::: Information shown :::

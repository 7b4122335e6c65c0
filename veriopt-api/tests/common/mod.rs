#![allow(dead_code)]

use std::sync::Arc;
use std::sync::atomic::{AtomicUsize, Ordering};

use async_trait::async_trait;
use axum::Router;
use axum::body::Body;
use axum::http::{Method, Request, Response, header};
use http_body_util::BodyExt;
use serde_json::Value;
use tower::ServiceExt;

use veriopt_api::config::LlmConfig;
use veriopt_api::repository::{JobStore, MemoryJobStore, Reconciled, StoreError};
use veriopt_api::service::llm_service::LlmClient;
use veriopt_api::{ApiConfig, AppState, create_router};
use veriopt_core::domain::job::{Job, JobId};
use veriopt_core::dto::job::JobUpdate;

pub const WORKER_TOKEN: &str = "test-token";

/// Test configuration: in-memory store, fixed worker secret, mocked LLM relay.
pub fn test_config() -> ApiConfig {
    ApiConfig {
        bind_addr: "127.0.0.1:0".to_string(),
        database_url: None,
        worker_token: WORKER_TOKEN.to_string(),
        allowed_origins: vec!["http://localhost:5173".to_string()],
        llm: LlmConfig {
            mock: true,
            ..LlmConfig::default()
        },
    }
}

/// Build the full router over the given store.
pub fn build_test_app(store: Arc<dyn JobStore>) -> Router {
    build_test_app_with(store, test_config())
}

pub fn build_test_app_with(store: Arc<dyn JobStore>, config: ApiConfig) -> Router {
    let llm = LlmClient::new(config.llm.clone()).unwrap();
    create_router(AppState::new(store, config, llm))
}

pub fn memory_store() -> Arc<MemoryJobStore> {
    Arc::new(MemoryJobStore::new())
}

pub async fn body_json(response: Response<Body>) -> Value {
    let bytes = response.into_body().collect().await.unwrap().to_bytes();
    serde_json::from_slice(&bytes).unwrap()
}

pub async fn body_bytes(response: Response<Body>) -> Vec<u8> {
    response
        .into_body()
        .collect()
        .await
        .unwrap()
        .to_bytes()
        .to_vec()
}

pub async fn get(app: Router, uri: &str) -> Response<Body> {
    let request = Request::builder()
        .method(Method::GET)
        .uri(uri)
        .body(Body::empty())
        .unwrap();
    app.oneshot(request).await.unwrap()
}

pub async fn post_json(app: Router, uri: &str, body: Value) -> Response<Body> {
    let request = Request::builder()
        .method(Method::POST)
        .uri(uri)
        .header(header::CONTENT_TYPE, "application/json")
        .body(Body::from(body.to_string()))
        .unwrap();
    app.oneshot(request).await.unwrap()
}

/// POST with an optional bearer token and an optional JSON body.
pub async fn post_as_worker(
    app: Router,
    uri: &str,
    token: Option<&str>,
    body: Option<Value>,
) -> Response<Body> {
    let mut builder = Request::builder().method(Method::POST).uri(uri);
    if let Some(token) = token {
        builder = builder.header(header::AUTHORIZATION, format!("Bearer {}", token));
    }

    let request = match body {
        Some(body) => builder
            .header(header::CONTENT_TYPE, "application/json")
            .body(Body::from(body.to_string()))
            .unwrap(),
        None => builder.body(Body::empty()).unwrap(),
    };

    app.oneshot(request).await.unwrap()
}

/// Store wrapper that counts every call reaching storage.
pub struct CountingStore {
    inner: MemoryJobStore,
    calls: AtomicUsize,
}

impl CountingStore {
    pub fn new() -> Arc<Self> {
        Arc::new(Self {
            inner: MemoryJobStore::new(),
            calls: AtomicUsize::new(0),
        })
    }

    pub fn calls(&self) -> usize {
        self.calls.load(Ordering::SeqCst)
    }

    fn hit(&self) {
        self.calls.fetch_add(1, Ordering::SeqCst);
    }
}

#[async_trait]
impl JobStore for CountingStore {
    async fn insert(&self, job: &Job) -> Result<(), StoreError> {
        self.hit();
        self.inner.insert(job).await
    }

    async fn find(&self, job_id: &JobId) -> Result<Option<Job>, StoreError> {
        self.hit();
        self.inner.find(job_id).await
    }

    async fn apply_update(
        &self,
        job_id: &JobId,
        update: &JobUpdate,
    ) -> Result<Option<Reconciled>, StoreError> {
        self.hit();
        self.inner.apply_update(job_id, update).await
    }

    async fn claim_next(&self) -> Result<Option<Job>, StoreError> {
        self.hit();
        self.inner.claim_next().await
    }
}

/// Store whose every operation fails with a database error.
pub struct BrokenStore;

#[async_trait]
impl JobStore for BrokenStore {
    async fn insert(&self, _job: &Job) -> Result<(), StoreError> {
        Err(StoreError::Database(sqlx::Error::PoolTimedOut))
    }

    async fn find(&self, _job_id: &JobId) -> Result<Option<Job>, StoreError> {
        Err(StoreError::Database(sqlx::Error::PoolTimedOut))
    }

    async fn apply_update(
        &self,
        _job_id: &JobId,
        _update: &JobUpdate,
    ) -> Result<Option<Reconciled>, StoreError> {
        Err(StoreError::Database(sqlx::Error::PoolTimedOut))
    }

    async fn claim_next(&self) -> Result<Option<Job>, StoreError> {
        Err(StoreError::Database(sqlx::Error::PoolTimedOut))
    }
}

:::

*Work to complete:* Each record above should be returned exactly as it appears.

*Exercise response:*
repository 7b4122335e6c65c0
filename veriopt-api/tests/common/mod.rs
#![allow(dead_code)]

use std::sync::Arc;
use std::sync::atomic::{AtomicUsize, Ordering};

use async_trait::async_trait;
use axum::Router;
use axum::body::Body;
use axum::http::{Method, Request, Response, header};
use http_body_util::BodyExt;
use serde_json::Value;
use tower::ServiceExt;

use veriopt_api::config::LlmConfig;
use veriopt_api::repository::{JobStore, MemoryJobStore, Reconciled, StoreError};
use veriopt_api::service::llm_service::LlmClient;
use veriopt_api::{ApiConfig, AppState, create_router};
use veriopt_core::domain::job::{Job, JobId};
use veriopt_core::dto::job::JobUpdate;

pub const WORKER_TOKEN: &str = "test-token";

/// Test configuration: in-memory store, fixed worker secret, mocked LLM relay.
pub fn test_config() -> ApiConfig {
    ApiConfig {
        bind_addr: "127.0.0.1:0".to_string(),
        database_url: None,
        worker_token: WORKER_TOKEN.to_string(),
        allowed_origins: vec!["http://localhost:5173".to_string()],
        llm: LlmConfig {
            mock: true,
            ..LlmConfig::default()
        },
    }
}

/// Build the full router over the given store.
pub fn build_test_app(store: Arc<dyn JobStore>) -> Router {
    build_test_app_with(store, test_config())
}

pub fn build_test_app_with(store: Arc<dyn JobStore>, config: ApiConfig) -> Router {
    let llm = LlmClient::new(config.llm.clone()).unwrap();
    create_router(AppState::new(store, config, llm))
}

pub fn memory_store() -> Arc<MemoryJobStore> {
    Arc::new(MemoryJobStore::new())
}

pub async fn body_json(response: Response<Body>) -> Value {
    let bytes = response.into_body().collect().await.unwrap().to_bytes();
    serde_json::from_slice(&bytes).unwrap()
}

pub async fn body_bytes(response: Response<Body>) -> Vec<u8> {
    response
        .into_body()
        .collect()
        .await
        .unwrap()
        .to_bytes()
        .to_vec()
}

pub async fn get(app: Router, uri: &str) -> Response<Body> {
    let request = Request::builder()
        .method(Method::GET)
        .uri(uri)
        .body(Body::empty())
        .unwrap();
    app.oneshot(request).await.unwrap()
}

pub async fn post_json(app: Router, uri: &str, body: Value) -> Response<Body> {
    let request = Request::builder()
        .method(Method::POST)
        .uri(uri)
        .header(header::CONTENT_TYPE, "application/json")
        .body(Body::from(body.to_string()))
        .unwrap();
    app.oneshot(request).await.unwrap()
}

/// POST with an optional bearer token and an optional JSON body.
pub async fn post_as_worker(
    app: Router,
    uri: &str,
    token: Option<&str>,
    body: Option<Value>,
) -> Response<Body> {
    let mut builder = Request::builder().method(Method::POST).uri(uri);
    if let Some(token) = token {
        builder = builder.header(header::AUTHORIZATION, format!("Bearer {}", token));
    }

    let request = match body {
        Some(body) => builder
            .header(header::CONTENT_TYPE, "application/json")
            .body(Body::from(body.to_string()))
            .unwrap(),
        None => builder.body(Body::empty()).unwrap(),
    };

    app.oneshot(request).await.unwrap()
}

/// Store wrapper that counts every call reaching storage.
pub struct CountingStore {
    inner: MemoryJobStore,
    calls: AtomicUsize,
}

impl CountingStore {
    pub fn new() -> Arc<Self> {
        Arc::new(Self {
            inner: MemoryJobStore::new(),
            calls: AtomicUsize::new(0),
        })
    }

    pub fn calls(&self) -> usize {
        self.calls.load(Ordering::SeqCst)
    }

    fn hit(&self) {
        self.calls.fetch_add(1, Ordering::SeqCst);
    }
}

#[async_trait]
impl JobStore for CountingStore {
    async fn insert(&self, job: &Job) -> Result<(), StoreError> {
        self.hit();
        self.inner.insert(job).await
    }

    async fn find(&self, job_id: &JobId) -> Result<Option<Job>, StoreError> {
        self.hit();
        self.inner.find(job_id).await
    }

    async fn apply_update(
        &self,
        job_id: &JobId,
        update: &JobUpdate,
    ) -> Result<Option<Reconciled>, StoreError> {
        self.hit();
        self.inner.apply_update(job_id, update).await
    }

    async fn claim_next(&self) -> Result<Option<Job>, StoreError> {
        self.hit();
        self.inner.claim_next().await
    }
}

/// Store whose every operation fails with a database error.
pub struct BrokenStore;

#[async_trait]
impl JobStore for BrokenStore {
    async fn insert(&self, _job: &Job) -> Result<(), StoreError> {
        Err(StoreError::Database(sqlx::Error::PoolTimedOut))
    }

    async fn find(&self, _job_id: &JobId) -> Result<Option<Job>, StoreError> {
        Err(StoreError::Database(sqlx::Error::PoolTimedOut))
    }

    async fn apply_update(
        &self,
        _job_id: &JobId,
        _update: &JobUpdate,
    ) -> Result<Option<Reconciled>, StoreError> {
        Err(StoreError::Database(sqlx::Error::PoolTimedOut))
    }

    async fn claim_next(&self) -> Result<Option<Job>, StoreError> {
        Err(StoreError::Database(sqlx::Error::PoolTimedOut))
    }
}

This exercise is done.